> **Dataset entries**
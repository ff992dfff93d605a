//! Response synthesizer.
//!
//! Precedence for the English answer:
//! 1. the `message` carried by the agent result
//! 2. the built-in template for the answering intent
//! 3. the agent's own `format_result_text`, when it announces one
//! 4. a generic rendering of the payload
//!
//! A failure without a message gets an apology naming the cause.

use crate::registry::AgentRegistry;
use crate::use_cases::translate::{TranslationOutcome, Translator};
use demeter_domain::{AgentKind, AgentResult, Context, Intent, LanguageCode, ResponseTemplate};
use serde_json::Value;
use std::sync::Arc;
use tracing::debug;

/// Rendered answer in English and in the caller's language
#[derive(Debug, Clone)]
pub struct SynthesizedAnswer {
    pub english: String,
    pub localized: TranslationOutcome,
}

pub struct ResponseSynthesizer {
    registry: Arc<AgentRegistry>,
    translator: Arc<Translator>,
}

impl ResponseSynthesizer {
    pub fn new(registry: Arc<AgentRegistry>, translator: Arc<Translator>) -> Self {
        Self {
            registry,
            translator,
        }
    }

    /// Render `result` in English and translate it into `language`.
    pub async fn synthesize(
        &self,
        result: &AgentResult,
        intent: Intent,
        agent_used: Option<AgentKind>,
        context: &Context,
        language: &LanguageCode,
    ) -> SynthesizedAnswer {
        let english = self.render(result, intent, agent_used, context);
        let localized = self.localize(&english, language).await;
        SynthesizedAnswer { english, localized }
    }

    /// English answer for `result`.
    ///
    /// When an agent answered, its own intent selects the template, so a
    /// general query retried through the crop agent reads as a crop answer.
    pub fn render(
        &self,
        result: &AgentResult,
        intent: Intent,
        agent_used: Option<AgentKind>,
        context: &Context,
    ) -> String {
        if let Some(message) = result.message().filter(|m| !m.trim().is_empty()) {
            return message.to_string();
        }

        if let AgentResult::Failure { detail, .. } = result {
            return apology(detail);
        }

        let answering_intent = agent_used.as_ref().map(AgentKind::intent).unwrap_or(intent);
        let templated = ResponseTemplate::knows(answering_intent)
            .then(|| ResponseTemplate::render(answering_intent, result.payload()))
            .flatten();
        if let Some(text) = templated {
            return text;
        }

        if let Some(text) = self.agent_formatted(result, agent_used, context) {
            return text;
        }

        debug!(intent = %answering_intent, "No template or formatter, rendering payload");
        generic_text(result.payload())
    }

    /// Translate an English text into `language`; keeps the English on failure.
    pub async fn localize(&self, english: &str, language: &LanguageCode) -> TranslationOutcome {
        self.translator.from_working_language(english, language).await
    }

    fn agent_formatted(
        &self,
        result: &AgentResult,
        agent_used: Option<AgentKind>,
        context: &Context,
    ) -> Option<String> {
        let registered = self.registry.get(agent_used?)?;
        if !registered.capabilities.format_result_text {
            return None;
        }
        registered
            .agent
            .format_result_text(result, context)
            .filter(|text| !text.trim().is_empty())
    }
}

fn apology(detail: &str) -> String {
    if detail.trim().is_empty() {
        "Sorry, I could not complete your request. Please try again or rephrase your question."
            .to_string()
    } else {
        format!(
            "Sorry, I could not complete your request ({}). Please try again or rephrase your question.",
            detail
        )
    }
}

/// Plain `key: value` rendering of a payload
fn generic_text(payload: &Context) -> String {
    if payload.is_empty() {
        return "Your request was processed, but there is nothing to report.".to_string();
    }
    let parts: Vec<String> = payload
        .iter()
        .map(|(key, value)| format!("{}: {}", key.replace('_', " "), plain(value)))
        .collect();
    format!("Result: {}.", parts.join("; "))
}

fn plain(value: &Value) -> String {
    match value {
        Value::String(s) => s.clone(),
        Value::Array(items) => items.iter().map(plain).collect::<Vec<_>>().join(", "),
        other => other.to_string(),
    }
}
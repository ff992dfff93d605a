//! Application layer for demeter
//!
//! This crate contains the query pipeline use cases, port definitions, the
//! agent registry and application configuration.
//! It depends only on the domain layer.

pub mod config;
pub mod ports;
pub mod registry;
pub mod use_cases;

// Re-export commonly used types
pub use config::PipelineConfig;
pub use ports::{
    agent::{Agent, AgentCapabilities, AgentError},
    conversation_logger::{ConversationEvent, ConversationLogger, NoConversationLogger},
    language::{FixedLanguage, LanguageDetectionError, LanguageDetector},
    progress::{NoProgress, ProgressNotifier},
    store::{KeyValueStore, MemoryStore, StoreError},
    translation::{TranslationBackend, TranslationError},
};
pub use registry::{AgentRegistry, RegisteredAgent};
pub use use_cases::handle_query::{HandleQueryError, HandleQueryUseCase, UNAVAILABLE_ANSWER};
pub use use_cases::route_agent::{AgentRouter, GeneralQueryHandler, RouteOutcome};
pub use use_cases::synthesize::{ResponseSynthesizer, SynthesizedAnswer};
pub use use_cases::translate::{TranslationOutcome, TranslationStatus, Translator};
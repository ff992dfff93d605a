//! Agent identity and the payload handed to an agent

use crate::core::error::DomainError;
use crate::core::query::Context;
use crate::intent::entities::Intent;
use serde::{Deserialize, Serialize};
use std::fmt;

/// The five prediction agents the router can dispatch to
#[derive(Debug, Clone, Copy, PartialEq, Eq, Hash, PartialOrd, Ord, Serialize, Deserialize)]
#[serde(rename_all = "snake_case")]
pub enum AgentKind {
    Crop,
    MarketYield,
    Risk,
    Pest,
    Finance,
}

impl AgentKind {
    pub const ALL: [AgentKind; 5] = [
        AgentKind::Crop,
        AgentKind::MarketYield,
        AgentKind::Risk,
        AgentKind::Pest,
        AgentKind::Finance,
    ];

    pub fn as_str(&self) -> &'static str {
        match self {
            AgentKind::Crop => "crop",
            AgentKind::MarketYield => "market_yield",
            AgentKind::Risk => "risk",
            AgentKind::Pest => "pest",
            AgentKind::Finance => "finance",
        }
    }

    /// Static routing table from intent to agent. `general` has no agent.
    pub fn for_intent(intent: Intent) -> Option<AgentKind> {
        match intent {
            Intent::CropRecommendation => Some(AgentKind::Crop),
            Intent::MarketYield => Some(AgentKind::MarketYield),
            Intent::RiskAssessment => Some(AgentKind::Risk),
            Intent::PestDetection => Some(AgentKind::Pest),
            Intent::FinanceAgent => Some(AgentKind::Finance),
            Intent::General => None,
        }
    }

    /// Intent this agent answers
    pub fn intent(&self) -> Intent {
        match self {
            AgentKind::Crop => Intent::CropRecommendation,
            AgentKind::MarketYield => Intent::MarketYield,
            AgentKind::Risk => Intent::RiskAssessment,
            AgentKind::Pest => Intent::PestDetection,
            AgentKind::Finance => Intent::FinanceAgent,
        }
    }

    /// Short human description used in capability listings
    pub fn description(&self) -> &'static str {
        match self {
            AgentKind::Crop => "crop recommendations from soil and climate conditions",
            AgentKind::MarketYield => "market price, yield and profit estimates",
            AgentKind::Risk => "weather and farming risk assessment",
            AgentKind::Pest => "pest and disease identification from plant images",
            AgentKind::Finance => "loans, subsidies and government scheme eligibility",
        }
    }
}

impl fmt::Display for AgentKind {
    fn fmt(&self, f: &mut fmt::Formatter<'_>) -> fmt::Result {
        write!(f, "{}", self.as_str())
    }
}

impl std::str::FromStr for AgentKind {
    type Err = DomainError;

    fn from_str(s: &str) -> Result<Self, Self::Err> {
        match s.trim().to_lowercase().as_str() {
            "crop" => Ok(AgentKind::Crop),
            "market_yield" | "market" => Ok(AgentKind::MarketYield),
            "risk" => Ok(AgentKind::Risk),
            "pest" => Ok(AgentKind::Pest),
            "finance" => Ok(AgentKind::Finance),
            _ => Err(DomainError::UnknownAgent(s.to_string())),
        }
    }
}

/// Input to an agent: working-language text plus the merged context
#[derive(Debug, Clone, PartialEq, Default, Serialize, Deserialize)]
pub struct AgentPayload {
    pub text: String,
    #[serde(default)]
    pub context: Context,
}

impl AgentPayload {
    pub fn new(text: impl Into<String>, context: Context) -> Self {
        Self {
            text: text.into(),
            context,
        }
    }
}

> **Task prompt**
If a line above contains the word "iter", list it.

> **Expected answer**
        .iter()
        Value::Array(items) => items.iter().map(plain).collect::<Vec<_>>().join(", "),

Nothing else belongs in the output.